We can identify key genes or gene modules specific to the differentiation process with the Hamiltonian path ordering. To quantify the expression changes over the pseudotime, we used two statistical measures: maximal information coefficient(MIC) and distance correlation (dCor) [37,38]. Compared to the standard Pearson or Spearman correlation coefficients,these measures are more robust and range from 0 to 1. The scores are calculated for all of the genes and ranked accordingly. We selected genes that exceed a threshold of 0.5 for downstream analysis. However, the downside of these measures is that they cannot determine a positive or negative correlation.
Then we designed a simple hidden Markov model (HMM)to infer two (or possibly three) hidden states of each gene.The two hidden states represent an on/highly expressed or off/lowly expressed state in each cell. The observed variable is simply the gene expression value.In this model,we assumed a univariate Gaussian distribution over the two hidden states.
The model is initialized with N(μh1,σh1) and N( μh2,σh2)where the mean and standard deviation are estimated with the sorted observed gene expression values.Then the transition probability is inferred using the Baum-Welch algorithm [39].Subsequently, we implemented the Viterbi algorithm to infer the hidden states of the gene in each cell. The inferred states are then clustered using hierarchical clustering and visualized through a heatmap to provide an overall understanding of the gene expression changes over the developmental process.The gene clusters are further analyzed using GOsummaries[40] and PANTHER [41], which provide some biological insights into the gene modules.
In order to identify the relationship between cell differentiation and proliferation, we incorporated reCAT and redPATH to visualize their relationship.One of the challenges faced in analyzing the cell cycle is the removal of G0 cells.To date,there is no known algorithm to identify G0 cells.Here,we developed a novel approach using statistical tests to identify the G0 cells before further analysis.

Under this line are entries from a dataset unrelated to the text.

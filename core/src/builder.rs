//! Online Index Builder (spec.md §3.1 component 9, §4.12): backfills a
//! disabled/write-only index in batches, transitioning it through
//! write-only to readable as coverage completes.

use std::sync::Arc;
use std::time::Duration;

use recordlayer_tuple::{Subspace, Tuple};
use tracing::{debug, info, warn};

use crate::error::{RecordLayerError, Result};
use crate::index::{IndexDiff, IndexMaintainer};
use crate::index_manager::build_maintainer;
use crate::index_state::{IndexState, IndexStateManager};
use crate::kv::{Database, RangeOptions, Transaction};
use crate::rangeset::RangeSet;
use crate::record_access::RecordAccess;
use crate::schema::{Index, Schema};

/// `{ batch_size, throttle_ms, clear_first }` (spec.md §4.12).
#[derive(Debug, Clone, Copy)]
pub struct BuilderConfiguration {
    pub batch_size: usize,
    pub throttle_ms: u64,
    pub clear_first: bool,
}

impl BuilderConfiguration {
    pub fn new(batch_size: usize, throttle_ms: u64, clear_first: bool) -> Self { BuilderConfiguration { batch_size, throttle_ms, clear_first } }

    /// A reasonable default for interactive backfills: modest batches, no
    /// throttle, resume rather than restart.
    pub fn default_preset() -> Self { BuilderConfiguration { batch_size: 1000, throttle_ms: 0, clear_first: false } }

    /// Smaller batches and a throttle, for building alongside live traffic
    /// without starving foreground transactions.
    pub fn gentle_preset() -> Self { BuilderConfiguration { batch_size: 200, throttle_ms: 50, clear_first: false } }
}

/// Backfills one index for one record type's primary-key space.
pub struct OnlineIndexBuilder<R: RecordAccess> {
    db: Arc<dyn Database>,
    records_subspace: Subspace,
    record_access: Arc<R>,
    index: Index,
    index_storage_subspace: Subspace,
    maintainer: Box<dyn IndexMaintainer>,
    state_manager: IndexStateManager,
    range_set: RangeSet,
    config: BuilderConfiguration,
}

impl<R: RecordAccess> OnlineIndexBuilder<R> {
    pub fn new(
        db: Arc<dyn Database>,
        root: &Subspace,
        schema: &Schema,
        index_name: &str,
        records_subspace: Subspace,
        record_access: Arc<R>,
        config: BuilderConfiguration,
    ) -> Result<Self> {
        let index = schema.require_index(index_name)?.clone();
        let index_subspace = root.child("I");
        let index_storage_subspace = index_subspace.child(index.name.as_str());
        let maintainer = build_maintainer(&index, schema, &index_subspace)?;
        let state_manager = IndexStateManager::new(root);
        let range_set = RangeSet::new(root, &format!("builder/{index_name}"));
        Ok(OnlineIndexBuilder { db, records_subspace, record_access, index, index_storage_subspace, maintainer, state_manager, range_set, config })
    }

    /// Runs the full backfill protocol to completion (spec.md §4.12
    /// steps 1-5). Cancellation is checked between batches via
    /// `cancelled`; a batch that fails mid-transaction rolls back and is
    /// retried unchanged on the next call. Re-running against an already
    /// readable index is a no-op (spec.md §8.2 scenario S5).
    pub async fn run(&self, mut cancelled: impl FnMut() -> bool) -> Result<()> {
        {
            let txn = self.db.begin().await?;
            let state = self.state_manager.get(&*txn, &self.index.name).await?;
            txn.cancel().await;
            if state == IndexState::Readable {
                info!(index = %self.index.name, "index is already readable, nothing to build");
                return Ok(());
            }
        }

        if self.config.clear_first {
            info!(index = %self.index.name, "clearing index storage before backfill");
            let mut txn = self.db.begin().await?;
            let (begin, end) = self.index_storage_subspace.range();
            txn.clear_range(&begin, &end);
            self.range_set.clear_all(&mut *txn);
            txn.commit().await?;
        }

        {
            let mut txn = self.db.begin().await?;
            self.state_manager.set(&mut *txn, &self.index.name, IndexState::WriteOnly);
            txn.commit().await?;
            debug!(index = %self.index.name, "transitioned to write-only");
        }

        let (global_begin, global_end) = self.records_subspace.range();
        loop {
            if cancelled() {
                warn!(index = %self.index.name, "backfill cancelled");
                return Ok(());
            }
            let mut txn = self.db.begin().await?;
            let gap = self.range_set.claim_next_gap(&*txn, &global_begin, &global_end).await?;
            let Some((batch_begin, batch_end)) = gap else {
                txn.cancel().await;
                break;
            };
            let rows = txn
                .get_range(&batch_begin, &batch_end, RangeOptions::new().limit(self.config.batch_size))
                .await?;
            let reached_end = rows.len() < self.config.batch_size;
            let mut last_key = batch_end.clone();
            for (k, v) in &rows {
                let suffix = self.records_subspace.unpack_suffix(k);
                let pk = recordlayer_tuple::unpack(suffix)
                    .map_err(|e| RecordLayerError::DeserializationFailed { kind: "record primary key".into(), reason: e.to_string() })?;
                let record = self.record_access.deserialize(v)?;
                let extract = |field: &str| self.record_access.extract_field(&record, field);
                let new_tuples = self.index.root_expr.evaluate(&extract);
                let new_covering = self.index.covering_fields.as_ref().map(|fields| {
                    let mut out = Tuple::new();
                    for f in fields {
                        if let Some(first) = f.evaluate(&extract).into_iter().next() {
                            out.extend(first);
                        }
                    }
                    out
                });
                let diff = IndexDiff {
                    old_tuples: &[],
                    new_tuples: &new_tuples,
                    old_pk: None,
                    new_pk: Some(&pk),
                    old_covering: None,
                    new_covering: new_covering.as_ref(),
                };
                self.maintainer.update(&diff, &mut *txn).await?;
                last_key = k.clone();
            }
            let built_to = if reached_end { batch_end.clone() } else { next_key(&last_key) };
            self.range_set.mark_done(&mut *txn, &batch_begin, &built_to).await?;
            txn.commit().await?;
            debug!(index = %self.index.name, scanned = rows.len(), "built batch");

            if self.config.throttle_ms > 0 {
                tokio::time::sleep(Duration::from_millis(self.config.throttle_ms)).await;
            }
        }

        {
            let mut txn = self.db.begin().await?;
            self.state_manager.set(&mut *txn, &self.index.name, IndexState::Readable);
            txn.commit().await?;
        }
        info!(index = %self.index.name, "backfill complete, index is readable");
        Ok(())
    }
}

/// The smallest key strictly greater than `key`, used to advance past the
/// last scanned row within a batch that didn't reach the range's end.
fn next_key(key: &[u8]) -> Vec<u8> {
    let mut out = key.to_vec();
    out.push(0x00);
    out
}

The intuition for the developed approach is that cell cycling genes tend to be inactive in G0 cells and that such cells are in a resting phase. Hence, we hypothesized that G0-like cells will have the lowest cycling expression. We first transformed the gene expression matrix into average expression values for each of the following six mean cell cycle scores,G1,S,G1/S,G2,M,and G2/M.We used the annotations from Cyclebase(adapted from reCAT) to calculate the average scores.Then we applied k-means with k set to 5 (i.e., G0, G1, S, G2, and M stages) to the mean scores. We performed the pairwise analysis of variance (ANOVA) test for each of the mean scores to test for the least expressed group. The criterion is set such that the identified group must be significant (P < 0.001) in all of the six mean scores compared with the remaining groups.We validated the results on a couple of datasets where the G0 cells are known (File S1; Figure S2).
After removing G0 cells, we inferred the pseudo differentiation and cycling time for each cell using reCAT and red-PATH, respectively. Then we produced 3D spiral plots as an attempt to visualize their relationship. Briefly, the pseudotime of reCAT is projected onto a circle as the X and Y axes, and then the differentiation time is plotted on the Z-axis. Marker genes are used to depict the gradual change of the cell types in each dataset.
To quantitatively assess the pseudo temporal ordering,we used four metrics to compare pseudotime results. There are limitations to evaluating the accuracy of orderings because the delicate ordering within each different cell type remains unknown.The only available information is the cell type labeling obtained from biological experiments, which may contain some bias due to technical noise during biological experiments.Using the cell type information,we developed the change index(CI) and bubble sort index (BI). We further applied the Kendall correlation (KC) and pseudo-temporal ordering (POS)score to evaluate the reconstructed pseudotime.
For illustration, we used an example of a linear development of neural cells.A linear development of the neural system in the SVZ is defined from quiescent neural stem cells(qNSCs)to activated neural stem cells(aNSCs),then differentiating into neural progenitor cells (NPCs). In other words, we assumed that we have three stages of development,ordering from qNSC to aNSC to NPC.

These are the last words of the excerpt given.